**Directions:** Start at the line below containing "use crate::domain::ports::Storage;" and stop at the line containing "pub fn emotions(&self)". Repeat every line of that stretch exactly, and nothing outside it.

------ Supplied information ------

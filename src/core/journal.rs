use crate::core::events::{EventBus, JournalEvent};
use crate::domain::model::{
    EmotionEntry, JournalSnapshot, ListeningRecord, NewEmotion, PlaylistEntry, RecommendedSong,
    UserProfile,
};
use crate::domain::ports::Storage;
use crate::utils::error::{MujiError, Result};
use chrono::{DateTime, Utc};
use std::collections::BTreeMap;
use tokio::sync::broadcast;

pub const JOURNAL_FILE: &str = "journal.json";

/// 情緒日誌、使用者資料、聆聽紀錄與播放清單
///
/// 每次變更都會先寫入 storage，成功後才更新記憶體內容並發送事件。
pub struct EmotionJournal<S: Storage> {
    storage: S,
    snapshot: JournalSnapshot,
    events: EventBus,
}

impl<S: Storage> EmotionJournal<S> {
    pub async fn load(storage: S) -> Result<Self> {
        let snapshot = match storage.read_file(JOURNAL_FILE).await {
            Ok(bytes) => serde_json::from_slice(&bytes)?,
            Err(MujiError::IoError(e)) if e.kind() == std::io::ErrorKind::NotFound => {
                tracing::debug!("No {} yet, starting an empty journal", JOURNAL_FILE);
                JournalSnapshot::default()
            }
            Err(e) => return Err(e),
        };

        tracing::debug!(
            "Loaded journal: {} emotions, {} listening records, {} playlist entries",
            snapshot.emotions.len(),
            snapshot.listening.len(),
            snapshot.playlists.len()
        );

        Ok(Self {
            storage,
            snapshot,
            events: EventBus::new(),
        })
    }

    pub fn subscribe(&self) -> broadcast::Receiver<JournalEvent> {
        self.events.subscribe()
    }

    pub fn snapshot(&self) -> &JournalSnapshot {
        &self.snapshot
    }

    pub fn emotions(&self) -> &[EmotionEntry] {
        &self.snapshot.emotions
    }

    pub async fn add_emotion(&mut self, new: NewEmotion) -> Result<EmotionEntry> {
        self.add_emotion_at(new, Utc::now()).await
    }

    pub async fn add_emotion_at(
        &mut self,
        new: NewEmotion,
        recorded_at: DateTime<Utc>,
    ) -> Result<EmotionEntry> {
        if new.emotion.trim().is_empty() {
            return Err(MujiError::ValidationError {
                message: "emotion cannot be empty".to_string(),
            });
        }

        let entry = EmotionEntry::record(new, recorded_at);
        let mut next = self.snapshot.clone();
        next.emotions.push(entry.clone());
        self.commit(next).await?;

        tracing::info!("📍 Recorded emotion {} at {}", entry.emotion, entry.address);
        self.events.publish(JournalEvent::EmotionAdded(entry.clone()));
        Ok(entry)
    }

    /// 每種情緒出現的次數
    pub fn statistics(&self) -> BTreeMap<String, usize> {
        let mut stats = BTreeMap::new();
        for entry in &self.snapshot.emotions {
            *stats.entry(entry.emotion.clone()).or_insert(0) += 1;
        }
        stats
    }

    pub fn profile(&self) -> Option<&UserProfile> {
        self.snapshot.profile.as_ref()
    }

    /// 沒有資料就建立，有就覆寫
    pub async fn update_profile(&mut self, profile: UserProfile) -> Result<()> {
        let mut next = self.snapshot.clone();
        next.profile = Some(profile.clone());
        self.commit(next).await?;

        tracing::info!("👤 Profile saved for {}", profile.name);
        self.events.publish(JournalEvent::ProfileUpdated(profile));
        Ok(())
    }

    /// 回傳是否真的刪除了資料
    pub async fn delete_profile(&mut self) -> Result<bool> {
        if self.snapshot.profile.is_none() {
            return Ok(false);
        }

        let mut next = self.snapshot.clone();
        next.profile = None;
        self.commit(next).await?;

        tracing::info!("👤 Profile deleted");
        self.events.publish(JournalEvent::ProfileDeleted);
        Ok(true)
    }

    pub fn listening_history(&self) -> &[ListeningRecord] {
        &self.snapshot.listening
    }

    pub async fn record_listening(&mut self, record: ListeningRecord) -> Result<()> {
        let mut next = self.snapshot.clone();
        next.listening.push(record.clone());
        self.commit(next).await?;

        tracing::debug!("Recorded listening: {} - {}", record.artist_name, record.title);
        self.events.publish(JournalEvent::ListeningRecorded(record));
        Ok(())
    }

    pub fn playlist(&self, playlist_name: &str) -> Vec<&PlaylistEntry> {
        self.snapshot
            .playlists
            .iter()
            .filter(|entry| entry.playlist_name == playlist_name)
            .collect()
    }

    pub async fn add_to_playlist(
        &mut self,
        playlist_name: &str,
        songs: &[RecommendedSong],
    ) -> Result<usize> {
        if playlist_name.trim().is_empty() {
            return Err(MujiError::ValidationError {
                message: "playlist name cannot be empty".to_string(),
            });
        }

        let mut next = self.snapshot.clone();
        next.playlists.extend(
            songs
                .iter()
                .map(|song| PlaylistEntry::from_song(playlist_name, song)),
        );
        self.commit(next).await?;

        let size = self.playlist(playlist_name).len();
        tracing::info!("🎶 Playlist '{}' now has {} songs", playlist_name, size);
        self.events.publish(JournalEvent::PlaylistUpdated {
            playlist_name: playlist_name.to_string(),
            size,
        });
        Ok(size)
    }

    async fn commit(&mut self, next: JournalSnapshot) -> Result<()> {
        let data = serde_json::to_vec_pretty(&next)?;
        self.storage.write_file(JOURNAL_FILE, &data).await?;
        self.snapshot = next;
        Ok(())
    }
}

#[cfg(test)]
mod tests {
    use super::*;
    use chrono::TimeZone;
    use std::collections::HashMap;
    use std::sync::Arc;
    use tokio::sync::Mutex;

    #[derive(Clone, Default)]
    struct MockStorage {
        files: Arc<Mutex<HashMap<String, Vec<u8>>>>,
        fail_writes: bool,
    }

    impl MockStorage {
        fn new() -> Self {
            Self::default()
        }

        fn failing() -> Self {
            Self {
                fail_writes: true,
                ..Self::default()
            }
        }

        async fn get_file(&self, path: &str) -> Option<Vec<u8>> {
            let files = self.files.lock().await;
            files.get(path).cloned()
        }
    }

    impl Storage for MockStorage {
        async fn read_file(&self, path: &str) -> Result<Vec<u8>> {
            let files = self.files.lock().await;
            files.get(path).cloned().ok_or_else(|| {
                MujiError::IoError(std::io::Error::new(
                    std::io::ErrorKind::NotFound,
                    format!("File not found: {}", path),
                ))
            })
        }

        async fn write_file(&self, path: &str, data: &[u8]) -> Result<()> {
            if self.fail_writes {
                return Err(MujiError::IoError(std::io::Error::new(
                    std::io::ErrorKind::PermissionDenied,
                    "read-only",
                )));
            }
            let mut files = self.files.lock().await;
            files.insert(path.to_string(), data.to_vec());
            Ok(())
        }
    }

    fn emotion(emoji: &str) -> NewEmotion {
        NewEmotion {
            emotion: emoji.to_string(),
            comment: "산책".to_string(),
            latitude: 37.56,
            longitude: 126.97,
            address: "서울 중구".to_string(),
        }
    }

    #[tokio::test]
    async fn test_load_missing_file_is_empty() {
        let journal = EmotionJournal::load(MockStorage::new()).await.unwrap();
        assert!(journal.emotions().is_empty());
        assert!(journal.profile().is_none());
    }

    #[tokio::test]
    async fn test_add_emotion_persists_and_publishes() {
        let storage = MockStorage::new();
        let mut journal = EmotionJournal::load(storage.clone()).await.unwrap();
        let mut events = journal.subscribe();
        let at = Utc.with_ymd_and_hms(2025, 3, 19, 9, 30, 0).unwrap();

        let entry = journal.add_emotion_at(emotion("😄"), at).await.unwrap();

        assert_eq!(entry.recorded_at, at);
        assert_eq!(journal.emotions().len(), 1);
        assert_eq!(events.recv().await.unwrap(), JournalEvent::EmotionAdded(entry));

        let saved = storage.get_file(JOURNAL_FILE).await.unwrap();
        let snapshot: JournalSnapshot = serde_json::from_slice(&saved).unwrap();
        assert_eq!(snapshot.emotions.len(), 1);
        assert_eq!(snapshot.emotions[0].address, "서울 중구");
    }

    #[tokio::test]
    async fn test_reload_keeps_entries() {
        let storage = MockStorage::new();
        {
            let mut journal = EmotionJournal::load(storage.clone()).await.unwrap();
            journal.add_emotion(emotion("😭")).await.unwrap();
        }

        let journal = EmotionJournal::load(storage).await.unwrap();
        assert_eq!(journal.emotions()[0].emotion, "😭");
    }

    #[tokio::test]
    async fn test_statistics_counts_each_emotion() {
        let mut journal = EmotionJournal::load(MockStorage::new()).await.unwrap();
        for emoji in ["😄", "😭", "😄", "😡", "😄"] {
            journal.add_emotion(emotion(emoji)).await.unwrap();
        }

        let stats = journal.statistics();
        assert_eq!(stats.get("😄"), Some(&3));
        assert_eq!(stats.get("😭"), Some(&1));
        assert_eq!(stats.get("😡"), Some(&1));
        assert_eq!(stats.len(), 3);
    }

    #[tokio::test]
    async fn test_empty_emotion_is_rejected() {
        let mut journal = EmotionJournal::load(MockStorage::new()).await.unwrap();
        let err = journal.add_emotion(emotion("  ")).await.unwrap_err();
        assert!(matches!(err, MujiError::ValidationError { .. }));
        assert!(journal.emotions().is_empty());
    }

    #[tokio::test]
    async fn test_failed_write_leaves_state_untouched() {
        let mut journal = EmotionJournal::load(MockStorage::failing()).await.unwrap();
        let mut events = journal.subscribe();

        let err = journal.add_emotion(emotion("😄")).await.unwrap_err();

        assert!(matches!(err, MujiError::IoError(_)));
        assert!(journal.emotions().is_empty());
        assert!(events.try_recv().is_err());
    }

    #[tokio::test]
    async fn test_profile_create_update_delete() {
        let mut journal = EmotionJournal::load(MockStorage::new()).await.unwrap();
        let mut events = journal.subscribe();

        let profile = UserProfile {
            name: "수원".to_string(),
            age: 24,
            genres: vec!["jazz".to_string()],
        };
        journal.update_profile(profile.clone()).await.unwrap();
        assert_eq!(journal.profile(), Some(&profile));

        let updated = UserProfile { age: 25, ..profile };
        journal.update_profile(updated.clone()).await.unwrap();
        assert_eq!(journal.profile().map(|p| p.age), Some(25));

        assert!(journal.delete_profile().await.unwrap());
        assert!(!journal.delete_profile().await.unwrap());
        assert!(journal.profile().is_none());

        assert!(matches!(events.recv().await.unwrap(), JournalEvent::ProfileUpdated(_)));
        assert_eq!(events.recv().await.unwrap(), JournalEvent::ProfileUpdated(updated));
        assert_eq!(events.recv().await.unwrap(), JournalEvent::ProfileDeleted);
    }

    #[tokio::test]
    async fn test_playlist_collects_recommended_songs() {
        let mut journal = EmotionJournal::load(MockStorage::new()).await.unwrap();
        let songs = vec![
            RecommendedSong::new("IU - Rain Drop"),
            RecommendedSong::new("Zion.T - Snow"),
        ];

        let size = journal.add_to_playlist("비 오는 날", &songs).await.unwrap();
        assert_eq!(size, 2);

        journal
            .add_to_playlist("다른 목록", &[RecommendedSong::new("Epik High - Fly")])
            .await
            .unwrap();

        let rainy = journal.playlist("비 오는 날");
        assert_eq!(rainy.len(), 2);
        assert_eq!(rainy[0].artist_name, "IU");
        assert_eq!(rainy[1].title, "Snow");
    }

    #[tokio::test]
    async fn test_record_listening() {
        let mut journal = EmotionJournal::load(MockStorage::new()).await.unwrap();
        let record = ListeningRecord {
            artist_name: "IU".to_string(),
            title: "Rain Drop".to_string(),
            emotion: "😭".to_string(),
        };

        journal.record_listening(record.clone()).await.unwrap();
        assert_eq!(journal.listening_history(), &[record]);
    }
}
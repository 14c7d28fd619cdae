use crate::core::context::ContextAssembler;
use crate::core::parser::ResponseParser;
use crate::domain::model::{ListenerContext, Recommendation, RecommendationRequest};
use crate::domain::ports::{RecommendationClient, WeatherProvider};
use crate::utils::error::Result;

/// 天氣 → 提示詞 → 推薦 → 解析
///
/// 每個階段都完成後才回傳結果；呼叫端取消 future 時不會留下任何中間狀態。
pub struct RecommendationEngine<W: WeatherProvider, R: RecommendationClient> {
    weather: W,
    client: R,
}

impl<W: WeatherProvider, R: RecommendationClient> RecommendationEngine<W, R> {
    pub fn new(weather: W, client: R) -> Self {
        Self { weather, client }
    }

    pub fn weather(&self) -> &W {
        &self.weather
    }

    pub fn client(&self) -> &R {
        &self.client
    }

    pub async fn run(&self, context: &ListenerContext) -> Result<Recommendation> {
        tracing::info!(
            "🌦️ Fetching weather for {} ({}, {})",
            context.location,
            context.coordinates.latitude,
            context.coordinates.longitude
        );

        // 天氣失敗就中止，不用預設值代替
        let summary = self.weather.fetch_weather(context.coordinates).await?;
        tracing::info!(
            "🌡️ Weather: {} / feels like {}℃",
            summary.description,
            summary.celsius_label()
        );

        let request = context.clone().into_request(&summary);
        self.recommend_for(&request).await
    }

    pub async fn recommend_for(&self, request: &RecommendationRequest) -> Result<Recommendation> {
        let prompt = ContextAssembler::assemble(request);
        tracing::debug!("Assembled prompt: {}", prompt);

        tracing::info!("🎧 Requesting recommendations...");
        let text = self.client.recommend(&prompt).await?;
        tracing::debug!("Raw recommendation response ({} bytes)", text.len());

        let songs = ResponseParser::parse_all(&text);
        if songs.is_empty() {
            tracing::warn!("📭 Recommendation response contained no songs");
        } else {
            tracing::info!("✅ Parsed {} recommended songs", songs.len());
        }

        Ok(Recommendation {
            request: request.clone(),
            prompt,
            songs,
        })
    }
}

------

**Result:**
use crate::domain::ports::Storage;
use crate::utils::error::{MujiError, Result};
use chrono::{DateTime, Utc};
use std::collections::BTreeMap;
use tokio::sync::broadcast;

pub const JOURNAL_FILE: &str = "journal.json";

/// 情緒日誌、使用者資料、聆聽紀錄與播放清單
///
/// 每次變更都會先寫入 storage，成功後才更新記憶體內容並發送事件。
pub struct EmotionJournal<S: Storage> {
    storage: S,
    snapshot: JournalSnapshot,
    events: EventBus,
}

impl<S: Storage> EmotionJournal<S> {
    pub async fn load(storage: S) -> Result<Self> {
        let snapshot = match storage.read_file(JOURNAL_FILE).await {
            Ok(bytes) => serde_json::from_slice(&bytes)?,
            Err(MujiError::IoError(e)) if e.kind() == std::io::ErrorKind::NotFound => {
                tracing::debug!("No {} yet, starting an empty journal", JOURNAL_FILE);
                JournalSnapshot::default()
            }
            Err(e) => return Err(e),
        };

        tracing::debug!(
            "Loaded journal: {} emotions, {} listening records, {} playlist entries",
            snapshot.emotions.len(),
            snapshot.listening.len(),
            snapshot.playlists.len()
        );

        Ok(Self {
            storage,
            snapshot,
            events: EventBus::new(),
        })
    }

    pub fn subscribe(&self) -> broadcast::Receiver<JournalEvent> {
        self.events.subscribe()
    }

    pub fn snapshot(&self) -> &JournalSnapshot {
        &self.snapshot
    }

    pub fn emotions(&self) -> &[EmotionEntry] {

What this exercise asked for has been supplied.